▸ **RAW DATA**:
BEGIN

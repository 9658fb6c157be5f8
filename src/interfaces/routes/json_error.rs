use actix_web::web;

use crate::errors::DashboardError;

/// Malformed JSON bodies answer with the same error shape as every other failure.
pub fn config_routes(cfg: &mut web::ServiceConfig) {
    cfg.app_data(web::JsonConfig::default().error_handler(|err, _req| {
        DashboardError::from(err).into()
    }));
}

END

▸ **ASSIGNMENT**:
Each line of the data above should appear again in your answer, exactly as given.

▸ **ANSWER**:
repository 9658fb6c157be5f8
filename src/interfaces/routes/json_error.rs
use actix_web::web;

use crate::errors::DashboardError;

/// Malformed JSON bodies answer with the same error shape as every other failure.
pub fn config_routes(cfg: &mut web::ServiceConfig) {
    cfg.app_data(web::JsonConfig::default().error_handler(|err, _req| {
        DashboardError::from(err).into()
    }));
}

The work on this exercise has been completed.